What needs to be done: For the listing below, give the number of lines that include "response" and add nothing to it.

──────── Recorded information

//! Ingestion sources.
//!
//! A source is an operator-registered provider endpoint. Its kind is a closed
//! enum carrying the per-kind metadata (channel ids, search facets, cursors),
//! so coordinators match on it exhaustively instead of comparing strings.

use chrono::{DateTime, Utc};
use serde::{Deserialize, Serialize};

/// Provider family used by `ingest:pull` jobs
#[derive(Debug, Clone, Copy, PartialEq, Eq, Hash, Serialize, Deserialize)]
#[serde(rename_all = "snake_case")]
pub enum SourceFamily {
    /// RSS/Atom feeds and podcast feeds
    Rss,
    /// YouTube channels and searches (quota-costed)
    Youtube,
}

impl SourceFamily {
    pub fn as_str(&self) -> &'static str {
        match self {
            Self::Rss => "rss",
            Self::Youtube => "youtube",
        }
    }

    /// All families that get a bootstrap pull on startup
    pub fn all() -> [SourceFamily; 2] {
        [Self::Rss, Self::Youtube]
    }
}

impl std::fmt::Display for SourceFamily {
    fn fmt(&self, f: &mut std::fmt::Formatter<'_>) -> std::fmt::Result {
        f.write_str(self.as_str())
    }
}

impl std::str::FromStr for SourceFamily {
    type Err = anyhow::Error;

    fn from_str(s: &str) -> anyhow::Result<Self> {
        match s.to_lowercase().as_str() {
            "rss" | "feed" => Ok(Self::Rss),
            "youtube" | "yt" => Ok(Self::Youtube),
            _ => anyhow::bail!("Unknown source family: {}", s),
        }
    }
}

/// Kind of source with its kind-specific state
#[derive(Debug, Clone, PartialEq, Serialize, Deserialize)]
#[serde(tag = "kind", rename_all = "snake_case")]
pub enum SourceKind {
    /// RSS or Atom feed
    Rss,

    /// Podcast feed (iTunes-flavoured RSS)
    Podcast,

    /// Uploads of a single YouTube channel
    YoutubeChannel {
        channel_id: String,
        #[serde(default, skip_serializing_if = "Option::is_none")]
        uploads_playlist_id: Option<String>,
    },

    /// Keyword search against YouTube
    YoutubeSearch {
        query: String,
        #[serde(default, skip_serializing_if = "Option::is_none")]
        order: Option<String>,
        #[serde(default, skip_serializing_if = "Option::is_none")]
        duration: Option<String>,
        /// Cursor: only videos published after this instant are requested
        #[serde(default, skip_serializing_if = "Option::is_none")]
        published_after: Option<DateTime<Utc>>,
    },

    /// Owner of one-off URLs submitted by operators
    Manual,
}

impl SourceKind {
    /// Stable column value for the `kind` field
    pub fn as_str(&self) -> &'static str {
        match self {
            Self::Rss => "rss",
            Self::Podcast => "podcast",
            Self::YoutubeChannel { .. } => "youtube_channel",
            Self::YoutubeSearch { .. } => "youtube_search",
            Self::Manual => "manual",
        }
    }

    /// Family this kind is pulled by, if any
    pub fn family(&self) -> Option<SourceFamily> {
        match self {
            Self::Rss | Self::Podcast => Some(SourceFamily::Rss),
            Self::YoutubeChannel { .. } | Self::YoutubeSearch { .. } => Some(SourceFamily::Youtube),
            Self::Manual => None,
        }
    }
}

/// A registered ingestion source
#[derive(Debug, Clone, Serialize, Deserialize)]
pub struct Source {
    pub id: String,

    /// Operator-facing label
    pub name: String,

    pub kind: SourceKind,

    /// Feed URL, channel URL or search landing URL
    pub url: String,

    /// Paused sources are skipped by coordinators
    pub active: bool,

    pub last_checked: Option<DateTime<Utc>>,

    pub created_at: DateTime<Utc>,
}

impl Source {
    /// Create a new active source with a fresh id
    pub fn new(name: impl Into<String>, kind: SourceKind, url: impl Into<String>) -> Self {
        Self {
            id: uuid::Uuid::new_v4().to_string(),
            name: name.into(),
            kind,
            url: url.into(),
            active: true,
            last_checked: None,
            created_at: Utc::now(),
        }
    }
}
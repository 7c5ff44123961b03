//! Audio download via yt-dlp.

use std::path::{Path, PathBuf};
use std::process::Stdio;

use anyhow::{Context, Result};
use async_trait::async_trait;
use tokio::process::Command;
use tracing::debug;

use super::AudioDownloader;

/// Runs `yt-dlp -x` and returns the extracted audio file
pub struct YtDlpDownloader {
    binary: PathBuf,
    audio_format: String,
}

impl YtDlpDownloader {
    pub fn new(binary: impl Into<PathBuf>) -> Self {
        Self {
            binary: binary.into(),
            audio_format: "mp3".to_string(),
        }
    }

    pub fn with_audio_format(mut self, format: impl Into<String>) -> Self {
        self.audio_format = format.into();
        self
    }
}

/// Video ids are 11 characters of `[A-Za-z0-9_-]`; anything else would be
/// passed to yt-dlp as an option or a search term.
pub fn is_valid_video_id(video_id: &str) -> bool {
    video_id.len() == 11
        && video_id
            .chars()
            .all(|c| c.is_ascii_alphanumeric() || c == '_' || c == '-')
}

#[async_trait]
impl AudioDownloader for YtDlpDownloader {
    async fn download(&self, video_id: &str, dest_dir: &Path) -> Result<PathBuf> {
        if !is_valid_video_id(video_id) {
            anyhow::bail!("Not a YouTube video id: {:?}", video_id);
        }

        tokio::fs::create_dir_all(dest_dir)
            .await
            .with_context(|| format!("Failed to create {}", dest_dir.display()))?;

        let target = dest_dir.join(format!("{}.{}", video_id, self.audio_format));
        let template = dest_dir.join(format!("{}.%(ext)s", video_id));
        let url = format!("https://www.youtube.com/watch?v={}", video_id);

        debug!(video_id, dest = %dest_dir.display(), "Downloading audio");

        let output = Command::new(&self.binary)
            .arg("-x")
            .arg("--audio-format")
            .arg(&self.audio_format)
            .arg("--no-playlist")
            .arg("--quiet")
            .arg("-o")
            .arg(&template)
            .arg(&url)
            .stdout(Stdio::piped())
            .stderr(Stdio::piped())
            .kill_on_drop(true)
            .output()
            .await
            .with_context(|| format!("Failed to run {}", self.binary.display()))?;

        if !output.status.success() {
            let stderr = String::from_utf8_lossy(&output.stderr);
            anyhow::bail!("yt-dlp failed for {}: {}", video_id, stderr.trim());
        }

        if !tokio::fs::try_exists(&target).await.unwrap_or(false) {
            anyhow::bail!("yt-dlp produced no audio at {}", target.display());
        }

        Ok(target)
    }
}
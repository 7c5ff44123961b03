//! RSS and Atom listing fetcher.
//!
//! Only the listing shape is read: identifier, link, title, publish date
//! and a podcast enclosure. Item bodies are left to the content extractor.

use std::time::Duration;

use anyhow::{Context, Result};
use async_trait::async_trait;
use chrono::{DateTime, Utc};
use quick_xml::de::from_str;
use serde::Deserialize;

use super::{FeedEntry, FeedFetcher};

#[derive(Debug, Deserialize)]
struct Rss {
    channel: Channel,
}

#[derive(Debug, Deserialize)]
struct Channel {
    #[serde(rename = "item", default)]
    items: Vec<RssItem>,
}

#[derive(Debug, Deserialize)]
struct RssItem {
    title: Option<String>,
    link: Option<String>,
    guid: Option<Text>,
    #[serde(rename = "pubDate")]
    pub_date: Option<String>,
    enclosure: Option<Enclosure>,
}

#[derive(Debug, Deserialize)]
struct Enclosure {
    #[serde(rename = "@url")]
    url: Option<String>,
}

/// Element whose text we want regardless of its attributes
#[derive(Debug, Deserialize)]
struct Text {
    #[serde(rename = "$text")]
    value: Option<String>,
}

#[derive(Debug, Deserialize)]
struct AtomFeed {
    #[serde(rename = "entry", default)]
    entries: Vec<AtomEntry>,
}

#[derive(Debug, Deserialize)]
struct AtomEntry {
    id: Option<String>,
    title: Option<Text>,
    #[serde(rename = "link", default)]
    links: Vec<AtomLink>,
    updated: Option<String>,
    published: Option<String>,
}

#[derive(Debug, Deserialize)]
struct AtomLink {
    #[serde(rename = "@href")]
    href: Option<String>,
    #[serde(rename = "@rel")]
    rel: Option<String>,
}

fn clean(s: Option<String>) -> Option<String> {
    s.map(|v| v.trim().to_string()).filter(|v| !v.is_empty())
}

fn parse_date(s: &str) -> Option<DateTime<Utc>> {
    let s = s.trim();
    DateTime::parse_from_rfc2822(s)
        .or_else(|_| DateTime::parse_from_rfc3339(s))
        .ok()
        .map(|d| d.with_timezone(&Utc))
}

fn from_rss(rss: Rss) -> Vec<FeedEntry> {
    rss.channel
        .items
        .into_iter()
        .filter_map(|item| {
            let enclosure_url = clean(item.enclosure.and_then(|e| e.url));
            let link = clean(item.link).or_else(|| enclosure_url.clone())?;
            let external_id = clean(item.guid.and_then(|g| g.value)).unwrap_or_else(|| link.clone());
            Some(FeedEntry {
                external_id,
                title: clean(item.title).unwrap_or_else(|| link.clone()),
                url: link,
                published_at: item.pub_date.as_deref().and_then(parse_date),
                enclosure_url,
            })
        })
        .collect()
}

fn from_atom(feed: AtomFeed) -> Vec<FeedEntry> {
    feed.entries
        .into_iter()
        .filter_map(|entry| {
            let mut alternate = None;
            let mut enclosure = None;
            for link in entry.links {
                match link.rel.as_deref() {
                    None | Some("alternate") => alternate = alternate.or(clean(link.href)),
                    Some("enclosure") => enclosure = enclosure.or(clean(link.href)),
                    _ => {}
                }
            }

            let url = alternate.or_else(|| enclosure.clone())?;
            let external_id = clean(entry.id).unwrap_or_else(|| url.clone());
            let date = entry.published.or(entry.updated);
            Some(FeedEntry {
                external_id,
                title: clean(entry.title.and_then(|t| t.value)).unwrap_or_else(|| url.clone()),
                url,
                published_at: date.as_deref().and_then(parse_date),
                enclosure_url: enclosure,
            })
        })
        .collect()
}

/// Name of the document element, skipping the prolog
fn root_element(xml: &str) -> Option<&str> {
    let mut rest = xml;
    loop {
        let start = rest.find('<')?;
        rest = &rest[start + 1..];
        if rest.starts_with('?') || rest.starts_with('!') {
            continue;
        }
        let end = rest
            .find(|c: char| c.is_whitespace() || c == '>' || c == '/')
            .unwrap_or(rest.len());
        return Some(&rest[..end]);
    }
}

/// Parse an RSS 2.0 or Atom document. Entries without any link are dropped.
pub fn parse_feed(xml: &str) -> Result<Vec<FeedEntry>> {
    match root_element(xml) {
        Some("rss") => {
            let rss: Rss = from_str(xml).context("parsing rss xml")?;
            Ok(from_rss(rss))
        }
        Some("feed") => {
            let atom: AtomFeed = from_str(xml).context("parsing atom xml")?;
            Ok(from_atom(atom))
        }
        Some(other) => anyhow::bail!("Unsupported feed root element <{}>", other),
        None => anyhow::bail!("Feed body is not XML"),
    }
}

/// Fetches feeds over HTTP
pub struct HttpFeedFetcher {
    client: reqwest::Client,
}

impl HttpFeedFetcher {
    pub fn new(timeout: Duration) -> Result<Self> {
        let client = reqwest::Client::builder()
            .timeout(timeout)
            .user_agent(concat!("storyloom/", env!("CARGO_PKG_VERSION")))
            .build()
            .context("Failed to build HTTP client")?;
        Ok(Self { client })
    }
}

#[async_trait]
impl FeedFetcher for HttpFeedFetcher {
    async fn fetch(&self, url: &str) -> Result<Vec<FeedEntry>> {
        let response = self
            .client
            .get(url)
            .send()
            .await
            .with_context(|| format!("Failed to fetch feed {}", url))?;

        let status = response.status();
        if !status.is_success() {
            anyhow::bail!("Feed {} returned {}", url, status);
        }

        let body = response.text().await.context("Failed to read feed body")?;
        parse_feed(&body)
    }
}
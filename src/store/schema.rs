pub(super) const SCHEMA: &str = r#"
CREATE TABLE IF NOT EXISTS sources (
    id TEXT PRIMARY KEY,
    name TEXT NOT NULL,
    kind TEXT NOT NULL,
    url TEXT NOT NULL,
    metadata TEXT NOT NULL,
    active INTEGER NOT NULL DEFAULT 1,
    last_checked INTEGER,
    created_at INTEGER NOT NULL
);

CREATE TABLE IF NOT EXISTS raw_items (
    id TEXT PRIMARY KEY,
    source_id TEXT NOT NULL,
    external_id TEXT NOT NULL,
    url TEXT NOT NULL,
    title TEXT NOT NULL,
    kind TEXT NOT NULL,
    metadata TEXT NOT NULL,
    status TEXT NOT NULL DEFAULT 'pending',
    attempts INTEGER NOT NULL DEFAULT 0,
    last_error TEXT,
    published_at INTEGER,
    discovered_at INTEGER NOT NULL,
    UNIQUE (source_id, external_id)
);
CREATE INDEX IF NOT EXISTS idx_raw_items_status ON raw_items (status);

CREATE TABLE IF NOT EXISTS contents (
    id TEXT PRIMARY KEY,
    raw_item_id TEXT NOT NULL UNIQUE,
    text TEXT NOT NULL,
    content_hash TEXT NOT NULL,
    lang TEXT,
    extracted_at INTEGER NOT NULL
);
CREATE INDEX IF NOT EXISTS idx_contents_hash ON contents (content_hash);

CREATE TABLE IF NOT EXISTS stories (
    id TEXT PRIMARY KEY,
    content_id TEXT NOT NULL UNIQUE,
    content_hash TEXT NOT NULL UNIQUE,
    canonical_url TEXT NOT NULL,
    title TEXT NOT NULL,
    published_at INTEGER,
    cluster_key TEXT NOT NULL,
    analysis TEXT,
    analyzed_at INTEGER,
    created_at INTEGER NOT NULL
);

CREATE TABLE IF NOT EXISTS story_observations (
    story_id TEXT NOT NULL,
    content_id TEXT NOT NULL,
    observed_at INTEGER NOT NULL,
    PRIMARY KEY (story_id, content_id)
);

CREATE TABLE IF NOT EXISTS quota_usage (
    provider TEXT NOT NULL,
    operation TEXT NOT NULL,
    units INTEGER NOT NULL,
    metadata TEXT,
    recorded_at INTEGER NOT NULL
);
CREATE INDEX IF NOT EXISTS idx_quota_usage_provider ON quota_usage (provider, recorded_at);

CREATE TABLE IF NOT EXISTS quota_snapshots (
    provider TEXT PRIMARY KEY,
    used INTEGER NOT NULL,
    remaining INTEGER NOT NULL,
    daily_limit INTEGER NOT NULL,
    reset_at INTEGER NOT NULL,
    recorded_at INTEGER NOT NULL
);

CREATE TABLE IF NOT EXISTS jobs (
    id TEXT PRIMARY KEY,
    queue TEXT NOT NULL,
    payload TEXT NOT NULL,
    state TEXT NOT NULL,
    retry_count INTEGER NOT NULL DEFAULT 0,
    retry_limit INTEGER NOT NULL,
    retry_delay_ms INTEGER NOT NULL,
    start_after INTEGER NOT NULL,
    created_at INTEGER NOT NULL,
    started_at INTEGER,
    keepalive_at INTEGER,
    completed_at INTEGER,
    output TEXT
);
CREATE INDEX IF NOT EXISTS idx_jobs_fetch ON jobs (queue, state, start_after);

CREATE TABLE IF NOT EXISTS schedules (
    name TEXT PRIMARY KEY,
    queue TEXT NOT NULL,
    cron TEXT NOT NULL,
    timezone TEXT NOT NULL,
    payload TEXT NOT NULL,
    last_fired_at INTEGER,
    created_at INTEGER NOT NULL
);
"#;
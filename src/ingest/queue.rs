//! Bounded-concurrency admission queue for transcription.
//!
//! Transcription is CPU-bound, so at most `concurrency` jobs run at once.
//! Pending jobs are dispatched highest priority first and FIFO within a
//! priority class. A failed attempt goes to `Retrying` and comes back to
//! `Pending` after a capped exponential backoff; once `max_retries` is spent
//! the job is `Failed` for good.
//!
//! Working files are released through [`JobCleanup`] exactly once, when the
//! job reaches a terminal state.

use std::collections::HashMap;
use std::path::{Path, PathBuf};
use std::sync::{Arc, Mutex, MutexGuard};
use std::time::Duration;

use async_trait::async_trait;
use chrono::{DateTime, Utc};
use serde::{Deserialize, Serialize};
use thiserror::Error;
use tokio::sync::Notify;
use tokio::task::JoinHandle;
use tokio_util::sync::CancellationToken;
use tracing::{debug, error, info, instrument, warn};

use crate::core::RetryPolicy;

use super::transcriber::{TranscribeOptions, Transcriber, Transcript};

const BYTES_PER_MB: f64 = 1024.0 * 1024.0;

/// Why an attempt failed
#[derive(Debug, Clone, Error)]
pub enum TranscriptionError {
    #[error("Transcription timed out after {0:?}")]
    Timeout(Duration),

    #[error("Transcription failed: {0}")]
    Failed(String),
}

/// Dispatch priority
#[derive(Debug, Clone, Copy, PartialEq, Eq, Hash, Default, Serialize, Deserialize)]
#[serde(rename_all = "lowercase")]
pub enum Priority {
    High,
    #[default]
    Medium,
    Low,
}

impl Priority {
    /// Lower rank dispatches first
    fn rank(&self) -> u8 {
        match self {
            Self::High => 0,
            Self::Medium => 1,
            Self::Low => 2,
        }
    }
}

impl std::str::FromStr for Priority {
    type Err = anyhow::Error;

    fn from_str(s: &str) -> anyhow::Result<Self> {
        match s.to_lowercase().as_str() {
            "high" => Ok(Self::High),
            "medium" | "normal" => Ok(Self::Medium),
            "low" => Ok(Self::Low),
            _ => anyhow::bail!("Unknown priority: {}", s),
        }
    }
}

/// Lifecycle of a transcription job
#[derive(Debug, Clone, Copy, PartialEq, Eq, Serialize, Deserialize)]
#[serde(rename_all = "lowercase")]
pub enum JobStatus {
    Pending,
    Processing,
    /// Last attempt failed; waiting out the backoff
    Retrying,
    Completed,
    /// Terminal failure
    Failed,
}

impl JobStatus {
    pub fn is_terminal(&self) -> bool {
        matches!(self, Self::Completed | Self::Failed)
    }
}

/// A queued transcription
#[derive(Debug, Clone, Serialize)]
pub struct TranscriptionJob {
    pub id: String,
    pub video_id: String,
    pub audio_path: PathBuf,
    pub options: TranscribeOptions,
    pub priority: Priority,
    pub status: JobStatus,
    pub created_at: DateTime<Utc>,
    pub started_at: Option<DateTime<Utc>>,
    pub completed_at: Option<DateTime<Utc>>,
    pub retry_count: u32,
    pub max_retries: u32,
    pub result: Option<Transcript>,
    pub error: Option<String>,
    #[serde(skip)]
    seq: u64,
    #[serde(skip)]
    cleaned: bool,
}
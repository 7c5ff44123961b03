//! YouTube ingestion.
//!
//! Every Data API call is wrapped in reserve-then-consume: the estimated
//! cost is checked against the quota tracker before the call, and the
//! realized cost is recorded (and persisted) only after it succeeds.

use std::collections::HashMap;
use std::sync::Arc;

use anyhow::{Context, Result};
use chrono::{DateTime, Duration, Utc};
use serde_json::json;
use tracing::{debug, info, instrument, warn};

use crate::adapters::youtube::{estimate_list_cost, SEARCH_COST};
use crate::adapters::{uploads_playlist_id, SearchQuery, VideoSummary, YoutubeApi};
use crate::core::{Dispatcher, QuotaTracker};
use crate::domain::{
    FetchYoutubePayload, ItemKind, NewRawItem, QueueName, Source, SourceFamily, SourceKind,
};
use crate::store::{Store, StoreError};

use super::{PullSummary, SourcePull};

/// Per-run limits
#[derive(Debug, Clone)]
pub struct YoutubeSettings {
    /// Channel uploads older than this are ignored
    pub lookback_days: i64,
    /// Upper bound on videos requested per source per run
    pub max_per_run: u32,
    pub search_order: String,
    pub search_duration: String,
}

impl Default for YoutubeSettings {
    fn default() -> Self {
        Self {
            lookback_days: 7,
            max_per_run: 25,
            search_order: "date".to_string(),
            search_duration: "any".to_string(),
        }
    }
}

/// Pulls channel uploads and keyword searches
pub struct YoutubeCoordinator {
    store: Store,
    api: Arc<dyn YoutubeApi>,
    quota: Arc<QuotaTracker>,
    dispatcher: Dispatcher,
    settings: YoutubeSettings,
}

impl YoutubeCoordinator {
    pub fn new(
        store: Store,
        api: Arc<dyn YoutubeApi>,
        quota: Arc<QuotaTracker>,
        dispatcher: Dispatcher,
        settings: YoutubeSettings,
    ) -> Self {
        Self {
            store,
            api,
            quota,
            dispatcher,
            settings,
        }
    }

    pub fn quota(&self) -> &Arc<QuotaTracker> {
        &self.quota
    }

    /// Pull all active sources. A failing or refused source is logged and skipped.
    #[instrument(skip(self))]
    pub async fn pull(&self) -> Result<PullSummary, StoreError> {
        let sources = self.store.list_active_sources(SourceFamily::Youtube)?;
        let mut summary = PullSummary {
            sources: sources.len(),
            ..Default::default()
        };

        for source in &sources {
            let result = match &source.kind {
                SourceKind::YoutubeChannel {
                    channel_id,
                    uploads_playlist_id,
                } => {
                    self.pull_channel(source, channel_id, uploads_playlist_id.as_deref())
                        .await
                }
                SourceKind::YoutubeSearch {
                    query,
                    order,
                    duration,
                    published_after,
                } => {
                    self.pull_search(source, query, order.as_deref(), duration.as_deref(), *published_after)
                        .await
                }
                SourceKind::Rss | SourceKind::Podcast | SourceKind::Manual => {
                    Err(anyhow::anyhow!("{} is not a YouTube source", source.kind.as_str()))
                }
            };

            match result {
                Ok(counts) => summary.absorb(counts),
                Err(e) => {
                    summary.failed_sources += 1;
                    warn!(source_id = %source.id, kind = source.kind.as_str(), error = %format!("{:#}", e), "YouTube pull failed");
                }
            }
        }

        let status = self.quota.check_quota_status();
        if let Err(e) = self.store.save_quota_snapshot(self.quota.provider(), &status) {
            warn!(error = %e, "Failed to save quota snapshot");
        }

        info!(
            sources = summary.sources,
            failed = summary.failed_sources,
            new_items = summary.new_items,
            quota_used = status.used,
            quota_remaining = status.remaining,
            "YouTube pull finished"
        );
        Ok(summary)
    }

    async fn pull_channel(
        &self,
        source: &Source,
        channel_id: &str,
        playlist_id: Option<&str>,
    ) -> Result<SourcePull> {
        let playlist_id = match playlist_id {
            Some(id) => id.to_string(),
            None => {
                let derived = uploads_playlist_id(channel_id)
                    .with_context(|| format!("Cannot derive uploads playlist from {}", channel_id))?;
                self.store.update_source_kind(
                    &source.id,
                    &SourceKind::YoutubeChannel {
                        channel_id: channel_id.to_string(),
                        uploads_playlist_id: Some(derived.clone()),
                    },
                )?;
                derived
            }
        };

        let max = self.settings.max_per_run;
        self.quota
            .try_reserve("playlistItems.list", estimate_list_cost(max))?;
        let page = self.api.playlist_items(&playlist_id, max).await?;
        self.spend("playlistItems.list", page.units, json!({ "sourceId": source.id }));

        let cutoff = Utc::now() - Duration::days(self.settings.lookback_days);
        let videos: Vec<VideoSummary> = page
            .items
            .into_iter()
            .filter(|v| v.published_at.map_or(true, |at| at >= cutoff))
            .collect();

        let videos = self.with_details(source, videos).await?;
        let counts = self.insert_videos(source, videos)?;
        self.store.touch_source_checked(&source.id, Utc::now())?;
        Ok(counts)
    }

    async fn pull_search(
        &self,
        source: &Source,
        query: &str,
        order: Option<&str>,
        duration: Option<&str>,
        published_after: Option<DateTime<Utc>>,
    ) -> Result<SourcePull> {
        let started = Utc::now();
        let search = SearchQuery {
            query: query.to_string(),
            order: Some(order.unwrap_or(self.settings.search_order.as_str()).to_string()),
            duration: Some(duration.unwrap_or(self.settings.search_duration.as_str()).to_string()),
            published_after: Some(
                published_after.unwrap_or(started - Duration::days(self.settings.lookback_days)),
            ),
            max_results: self.settings.max_per_run,
        };

        self.quota.try_reserve("search.list", SEARCH_COST)?;
        let page = self.api.search(&search).await?;
        self.spend("search.list", page.units, json!({ "sourceId": source.id, "query": query }));

        let counts = self.insert_videos(source, page.items)?;

        // Advance the cursor only once the run went through
        self.store.update_source_kind(
            &source.id,
            &SourceKind::YoutubeSearch {
                query: query.to_string(),
                order: order.map(str::to_string),
                duration: duration.map(str::to_string),
                published_after: Some(started),
            },
        )?;
        self.store.touch_source_checked(&source.id, started)?;
        Ok(counts)
    }

    /// Enrich unseen videos with `videos.list` details. A refused or failed
    /// lookup leaves the listing data as is.
    async fn with_details(&self, source: &Source, videos: Vec<VideoSummary>) -> Result<Vec<VideoSummary>> {
        let mut unseen = Vec::new();
        for video in &videos {
            if self.store.find_raw_item(&source.id, &video.video_id)?.is_none() {
                unseen.push(video.video_id.clone());
            }
        }
        if unseen.is_empty() {
            return Ok(videos);
        }

        let estimate = estimate_list_cost(unseen.len() as u32);
        if let Err(e) = self.quota.try_reserve("videos.list", estimate) {
            debug!(source_id = %source.id, reset_at = %e.reset_at(), error = %e, "Skipping video details");
            return Ok(videos);
        }

        let details = match self.api.video_details(&unseen).await {
            Ok(page) => {
                self.spend("videos.list", page.units, json!({ "sourceId": source.id }));
                page.items
            }
            Err(e) => {
                warn!(source_id = %source.id, error = %format!("{:#}", e), "Video details lookup failed");
                return Ok(videos);
            }
        };

        let mut by_id: HashMap<String, VideoSummary> =
            details.into_iter().map(|v| (v.video_id.clone(), v)).collect();
        Ok(videos
            .into_iter()
            .map(|v| match by_id.remove(&v.video_id) {
                Some(detail) => VideoSummary {
                    duration: detail.duration,
                    published_at: v.published_at.or(detail.published_at),
                    ..v
                },
                None => v,
            })
            .collect())
    }

    fn insert_videos(&self, source: &Source, videos: Vec<VideoSummary>) -> Result<SourcePull> {
        let mut counts = SourcePull {
            discovered: videos.len(),
            ..Default::default()
        };

        for video in videos {
            let url = format!("https://www.youtube.com/watch?v={}", video.video_id);
            let item = NewRawItem::new(&source.id, &video.video_id, url, &video.title, ItemKind::Video)
                .with_metadata(json!({
                    "channelId": video.channel_id,
                    "duration": video.duration,
                }))
                .with_published_at(video.published_at);

            let sent = self
                .dispatcher
                .send_for_new_item(&item, QueueName::FetchYoutubeContent, |raw_item_id| {
                    FetchYoutubePayload {
                        raw_item_ids: vec![raw_item_id.to_string()],
                        video_id: video.video_id,
                        source_kind: source.kind.as_str().to_string(),
                    }
                })
                .context("Failed to store video and enqueue fetch job")?;
            if sent.is_none() {
                continue;
            }
            counts.new_items += 1;
            counts.jobs_sent += 1;
        }

        Ok(counts)
    }

    /// Record realized cost in memory and in the store
    fn spend(&self, operation: &str, units: u32, metadata: serde_json::Value) {
        let entry = self.quota.consume_quota(operation, units, Some(metadata));
        if let Err(e) = self.store.record_quota_usage(self.quota.provider(), &entry) {
            warn!(operation, error = %e, "Failed to persist quota usage");
        }
    }
}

────────────────

Answer space: 3